Torah Portion Emor (Speak) Leviticus/Vayikra 21:1-24:23

Haftorah Reading Ezekiel 44:15-31

Tonight, we study the Torah portion Emor. This portion covers a listing of all the holidays of the calendar as well as the Sabbath. My question to you this week was about the inclusion of the Sabbath in our reading. However, I want to mainly  speak about another issue that is covered in our portion as well. In fact, it is the first main topic that Moshe speaks of in these verses.

In the opening verse G-d spoke to Moshe and directed him to speak to the priests of Israel concerning their duties to G-d and to the people.  He began with the prohibition for the priest concerning dead bodies and carries on through other things that might cause a priest to become unclean. G-d warned the priests of the consequences of performing their duties as priests, in a state of uncleanness. In Leviticus/Vayikra 22:15-16 we read where the priest had the responsibility for making sure that offerings to be eaten by them and the person presenting the offering, would not be eaten by anyone else who was unclean at the time. This means the priest had a serious responsibility that he was not to take lightly. He was to never perform his duties in an unclean state  These offerings became holy when offered to HaShem. If the priest presented these offerings to G-d in an unclean state there was a punishment brought on him. They had to always remember the fact that offerings brought by a person, was entrusted to him by G-d, and must not come into contact with anything or anyone that was unclean. If the priest profaned the offering, that was required by G-d, by their uncleanness, they were subject to die. This was seen as a disregard for G-d and His holiness. They had sinned against G-d.

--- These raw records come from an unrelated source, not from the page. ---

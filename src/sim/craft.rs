//! Player craft controller
//!
//! Integrates input into motion, and owns the three gameplay resources:
//! health, shield and weapon heat. All resource math clamps to the
//! documented ranges no matter what dt or damage sequence it sees.

use glam::{EulerRot, Mat3, Vec3};

use crate::consts::*;

/// Weapon mount offsets relative to the craft, rotated by the current roll
const MOUNT_OFFSETS: [Vec3; 2] = [Vec3::new(-0.5, 0.2, -0.5), Vec3::new(0.5, 0.2, -0.5)];

/// The player's craft (singleton, owned by the simulation)
#[derive(Debug, Clone)]
pub struct Spacecraft {
    pub position: Vec3,
    pub velocity: Vec3,
    /// Set from input each frame, consumed by `integrate`
    pub acceleration: Vec3,
    /// Hull integrity in [0, 100]; 0 means game over
    pub health: f32,
    /// Damage absorber in [0, 100], regenerates over time
    pub shield: f32,
    /// Fire-rate gate in [0, ~110); firing adds heat, time removes it
    pub weapon_heat: f32,
    /// Seconds accumulated toward the next shield regen grant
    shield_regen_timer: f32,
    /// Hull-flash countdown after a hit, for the render sink
    pub hit_flash: f32,
}

impl Default for Spacecraft {
    fn default() -> Self {
        Self::new()
    }
}

impl Spacecraft {
    pub fn new() -> Self {
        Self {
            position: Vec3::ZERO,
            velocity: Vec3::ZERO,
            acceleration: Vec3::ZERO,
            health: MAX_HEALTH,
            shield: MAX_SHIELD,
            weapon_heat: 0.0,
            shield_regen_timer: 0.0,
            hit_flash: 0.0,
        }
    }

    /// Restore all fields to their session defaults
    pub fn reset(&mut self) {
        *self = Self::new();
    }

    /// Record the desired acceleration direction for this frame
    ///
    /// Each axis is a digital input in {-1, 0, 1}; anything else is clamped.
    pub fn set_input_axis(&mut self, x: f32, y: f32) {
        self.acceleration = Vec3::new(x.clamp(-1.0, 1.0), y.clamp(-1.0, 1.0), 0.0);
    }

    /// Advance motion and resources by dt
    pub fn integrate(&mut self, dt: f32) {
        // Thrust and friction are applied per call (arcade feel, not scaled by dt)
        self.velocity += self.acceleration;
        self.velocity *= CRAFT_FRICTION;
        self.velocity = self.velocity.clamp_length_max(CRAFT_MAX_SPEED);
        self.position += self.velocity * dt;
        self.acceleration = Vec3::ZERO;

        self.position.x = self.position.x.clamp(-FIELD_HALF_WIDTH, FIELD_HALF_WIDTH);
        self.position.y = self.position.y.clamp(-FIELD_HALF_HEIGHT, FIELD_HALF_HEIGHT);

        // Shield regen: +5 per full elapsed second, possibly several after a stall
        self.shield_regen_timer += dt;
        while self.shield_regen_timer >= SHIELD_REGEN_INTERVAL {
            self.shield = (self.shield + SHIELD_REGEN_AMOUNT).min(MAX_SHIELD);
            self.shield_regen_timer -= SHIELD_REGEN_INTERVAL;
        }

        self.weapon_heat = (self.weapon_heat - WEAPON_COOL_RATE * dt).max(0.0);
        self.hit_flash = (self.hit_flash - dt).max(0.0);
    }

    /// Banking orientation for the render sink: (pitch, yaw, roll)
    pub fn orientation(&self) -> Vec3 {
        Vec3::new(-self.velocity.y * 0.2, 0.0, self.velocity.x * 0.2)
    }

    /// Whether the weapon is cool enough to fire
    pub fn can_fire(&self) -> bool {
        self.weapon_heat < MAX_WEAPON_HEAT
    }

    /// Add heat and return the two world-space muzzle positions
    ///
    /// Heat is deliberately not clamped here: `can_fire` gates at 100, so
    /// the last shot can push heat just past the limit before decay.
    pub fn fire(&mut self) -> [Vec3; 2] {
        self.weapon_heat += WEAPON_HEAT_PER_SHOT;
        let bank = self.orientation();
        let attitude = Mat3::from_euler(EulerRot::XYZ, bank.x, bank.y, bank.z);
        MOUNT_OFFSETS.map(|offset| self.position + attitude * offset)
    }

    /// Apply damage, shield first; the remainder past the shield hits the hull
    pub fn take_damage(&mut self, amount: f32) {
        let shield_before = self.shield;
        self.shield = (self.shield - amount).max(0.0);
        let spill = (amount - shield_before).max(0.0);
        self.health = (self.health - spill).max(0.0);
        self.hit_flash = HIT_FLASH_DURATION;
    }

    /// Heal the hull, capped at full health
    pub fn heal(&mut self, amount: f32) {
        self.health = (self.health + amount).min(MAX_HEALTH);
    }

    /// Apply a collected power-up
    pub fn apply_power_up(&mut self, kind: super::PowerUpKind) {
        use super::PowerUpKind;
        match kind {
            PowerUpKind::Health => self.heal(POWER_UP_HEAL),
            PowerUpKind::Shield => self.shield = (self.shield + POWER_UP_SHIELD).min(MAX_SHIELD),
            PowerUpKind::Weapon => self.weapon_heat = 0.0,
        }
    }
}

#[cfg(test)]
mod tests {
    use super::*;
    use crate::sim::PowerUpKind;
    use proptest::prelude::*;

    #[test]
    fn damage_spills_past_shield_into_health() {
        let mut craft = Spacecraft::new();
        craft.shield = 5.0;
        craft.take_damage(20.0);
        assert_eq!(craft.shield, 0.0);
        assert_eq!(craft.health, 85.0);
    }

    #[test]
    fn full_shield_absorbs_damage_entirely() {
        let mut craft = Spacecraft::new();
        craft.take_damage(10.0);
        assert_eq!(craft.shield, 90.0);
        assert_eq!(craft.health, 100.0);
    }

    #[test]
    fn damage_sets_hit_flash_that_decays() {
        let mut craft = Spacecraft::new();
        craft.take_damage(10.0);
        assert_eq!(craft.hit_flash, HIT_FLASH_DURATION);
        craft.integrate(HIT_FLASH_DURATION / 2.0);
        assert!(craft.hit_flash > 0.0);
        craft.integrate(HIT_FLASH_DURATION);
        assert_eq!(craft.hit_flash, 0.0);
    }

    #[test]
    fn shield_regenerates_once_per_second() {
        let mut craft = Spacecraft::new();
        craft.shield = 0.0;
        // Just under a second: no regen yet
        craft.integrate(0.9);
        assert_eq!(craft.shield, 0.0);
        craft.integrate(0.2);
        assert_eq!(craft.shield, SHIELD_REGEN_AMOUNT);
        // A long stall grants several ticks at once
        craft.integrate(3.0);
        assert_eq!(craft.shield, SHIELD_REGEN_AMOUNT * 4.0);
    }

    #[test]
    fn can_fire_iff_heat_below_limit() {
        let mut craft = Spacecraft::new();
        assert!(craft.can_fire());
        craft.weapon_heat = MAX_WEAPON_HEAT - 0.001;
        assert!(craft.can_fire());
        craft.weapon_heat = MAX_WEAPON_HEAT;
        assert!(!craft.can_fire());
    }

    #[test]
    fn fire_adds_exactly_ten_heat_unclamped() {
        let mut craft = Spacecraft::new();
        craft.weapon_heat = 95.0;
        craft.fire();
        assert_eq!(craft.weapon_heat, 105.0);
        assert!(!craft.can_fire());
        // Decay brings it back under the limit
        craft.integrate(1.0);
        assert!(craft.can_fire());
    }

    #[test]
    fn fire_returns_two_distinct_mounts() {
        let mut craft = Spacecraft::new();
        craft.position = Vec3::new(1.0, -0.5, 0.0);
        let [left, right] = craft.fire();
        assert_ne!(left, right);
        assert!(left.x < right.x);
        // Mounts sit ahead of the craft
        assert!(left.z < craft.position.z);
    }

    #[test]
    fn mounts_track_the_pitch_bank() {
        let mut craft = Spacecraft::new();
        // Climbing hard: pitch bank is -vel.y * 0.2 = -1.0 rad, no roll
        craft.velocity = Vec3::new(0.0, 5.0, 0.0);
        let [left, right] = craft.fire();
        assert_eq!(left.y, right.y);
        assert_eq!(left.z, right.z);
        // The unpitched mount sits at y=0.2, z=-0.5; the bank must move both
        assert!(left.y < 0.2);
        assert!((left.z - (-0.5)).abs() > 0.01);
        // Hand-rotated offset about x by -1.0 rad
        let (sin, cos) = (-1.0f32).sin_cos();
        let expected_y = 0.2 * cos - (-0.5) * sin;
        let expected_z = 0.2 * sin + (-0.5) * cos;
        assert!((left.y - expected_y).abs() < 1e-5);
        assert!((left.z - expected_z).abs() < 1e-5);
    }

    #[test]
    fn weapon_power_up_clears_heat() {
        let mut craft = Spacecraft::new();
        craft.weapon_heat = 80.0;
        craft.apply_power_up(PowerUpKind::Weapon);
        assert_eq!(craft.weapon_heat, 0.0);
    }

    #[test]
    fn heal_and_shield_power_ups_cap_at_full() {
        let mut craft = Spacecraft::new();
        craft.health = 90.0;
        craft.apply_power_up(PowerUpKind::Health);
        assert_eq!(craft.health, MAX_HEALTH);

        craft.shield = 70.0;
        craft.apply_power_up(PowerUpKind::Shield);
        assert_eq!(craft.shield, MAX_SHIELD);
    }

    #[test]
    fn position_clamped_to_playfield() {
        let mut craft = Spacecraft::new();
        craft.velocity = Vec3::new(CRAFT_MAX_SPEED, CRAFT_MAX_SPEED, 0.0);
        for _ in 0..600 {
            craft.set_input_axis(1.0, 1.0);
            craft.integrate(1.0 / 60.0);
        }
        assert_eq!(craft.position.x, FIELD_HALF_WIDTH);
        assert_eq!(craft.position.y, FIELD_HALF_HEIGHT);
        assert!(craft.velocity.length() <= CRAFT_MAX_SPEED + 1e-4);
    }

    proptest! {
        /// For any damage/integrate sequence, health and shield stay in range
        #[test]
        fn resources_stay_in_range(
            steps in proptest::collection::vec((0.0f32..500.0, 0.0f32..2.0), 0..64)
        ) {
            let mut craft = Spacecraft::new();
            for (damage, dt) in steps {
                craft.take_damage(damage);
                prop_assert!((0.0..=MAX_HEALTH).contains(&craft.health));
                prop_assert!((0.0..=MAX_SHIELD).contains(&craft.shield));
                craft.integrate(dt);
                prop_assert!((0.0..=MAX_HEALTH).contains(&craft.health));
                prop_assert!((0.0..=MAX_SHIELD).contains(&craft.shield));
                prop_assert!(craft.weapon_heat >= 0.0);
            }
        }
    }
}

Now, to a couple of Messianic scripture verses that will shed light on our Torah passages. In I Peter 2:9 it says, “You are a chosen people, a royal priesthood.” This is echoing the words of G-d to Israel in Shemot 19:5-6. In Romans 2:23-24 Shaul told the people, they were boasting in the Torah, and at the same time they were breaking its commandments and blaspheming the name of G-d among the gentiles.  Romans 6:23 we read the words of Shaul to the believers in Rome. He said, “The wages of sin is death.” 

Earlier we read where the sons of Aaron died because of their actions. Their status as priest carried a responsibility which they disregarded and paid for it by their death. We can also read of similar things in Jeremiah 7:3-4 where the people put their trust in being in the city of Jerusalem where the temple stood. In Jeremiah 7:5-7 we read the word of G-d warning them Jerusalem would not save them, only a changed heart and a mending of their ways.

In Matthew 3:8-9 we read John the Baptist saying the same thing to the people of his day. They thought that being sons of Abraham was enough. John told them it takes more than that. The Torah uses the term of being “cut off” as a punishment for sin and disobedience. Yeshua had the same conversation over and over in His ministry. In John 8:33-39 we read His conversation with some of the Pharisees who boasted in being sons of Abraham. He ended by saying, “If you were the sons of Abraham you would do the works of Abraham.”

My point in this long lesson is to emphasize our responsibilities in how we live and what we do. As we read in I Peter, we are all priests and with that priesthood comes responsibility.

I fear we often become lax in how we live. We become lazy or are influenced by what we see and hear around us. When we make that decision to put our trust and faith in the Messiah Yeshua, that puts us in a different place. Now we have a responsibility as the priests in our Torah portion, to be aware of who we are, to avoid handling the things of G-d with unclean, impure hearts. For by doing so we give unbelievers reason to disparage G-d and cast doubt on Him. May we never be guilty of such actions.

Repentance is always there for us; however, repentance should not be taken lightly. It does not give us a get out of jail free card. We are expected to change our actions.